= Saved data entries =
========================================================================

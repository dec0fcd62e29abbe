use axum::Json;
use axum::http::StatusCode;
use axum::response::{IntoResponse, Response};
use serde_json::json;

use crate::engine::EngineError;

/// Boundary-level errors. Each kind maps to a distinct response code:
/// 400 validation, 401 auth, 403 permission, 404 not-found, 409 overlap,
/// 500 journal/unexpected.
#[derive(Debug)]
pub enum ApiError {
    MissingField(&'static str),
    BadDatetime(String),
    Validation(String),
    NotFound(String),
    Conflict(String),
    PermissionDenied,
    Auth(&'static str),
    Internal(String),
}

impl From<EngineError> for ApiError {
    fn from(e: EngineError) -> Self {
        match e {
            EngineError::UserNotFound(_)
            | EngineError::RoomNotFound(_)
            | EngineError::BookingNotFound(_) => ApiError::NotFound(e.to_string()),
            EngineError::Overlap { .. } => ApiError::Conflict(e.to_string()),
            EngineError::InvalidRange { .. } | EngineError::InvalidInput(_) => {
                ApiError::Validation(e.to_string())
            }
            EngineError::Journal(_) => ApiError::Internal(e.to_string()),
        }
    }
}

impl IntoResponse for ApiError {
    fn into_response(self) -> Response {
        let (status, message) = match self {
            ApiError::MissingField(field) => (
                StatusCode::BAD_REQUEST,
                format!("Missing field: {field}"),
            ),
            ApiError::BadDatetime(value) => (
                StatusCode::BAD_REQUEST,
                format!("Invalid datetime: {value}"),
            ),
            ApiError::Validation(msg) => (StatusCode::BAD_REQUEST, msg),
            ApiError::NotFound(msg) => (StatusCode::NOT_FOUND, msg),
            ApiError::Conflict(msg) => (StatusCode::CONFLICT, msg),
            ApiError::PermissionDenied => (
                StatusCode::FORBIDDEN,
                "Permission denied - booking belongs to another user".to_string(),
            ),
            ApiError::Auth(msg) => {
                return (
                    StatusCode::UNAUTHORIZED,
                    Json(json!({
                        "error": "Invalid or missing token",
                        "message": msg,
                    })),
                )
                    .into_response();
            }
            ApiError::Internal(msg) => {
                tracing::error!("internal error: {msg}");
                (StatusCode::INTERNAL_SERVER_ERROR, msg)
            }
        };
        (status, Json(json!({ "error": message }))).into_response()
    }
}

========================================================================

= INSTRUCTIONS TO FOLLOW =
From the line that has "400 validation, 401" through the line that has "impl From<EngineError> for", copy every line exactly as it appears above, and leave out all others.

= RESULT BELOW =
/// 400 validation, 401 auth, 403 permission, 404 not-found, 409 overlap,
/// 500 journal/unexpected.
#[derive(Debug)]
pub enum ApiError {
    MissingField(&'static str),
    BadDatetime(String),
    Validation(String),
    NotFound(String),
    Conflict(String),
    PermissionDenied,
    Auth(&'static str),
    Internal(String),
}

impl From<EngineError> for ApiError {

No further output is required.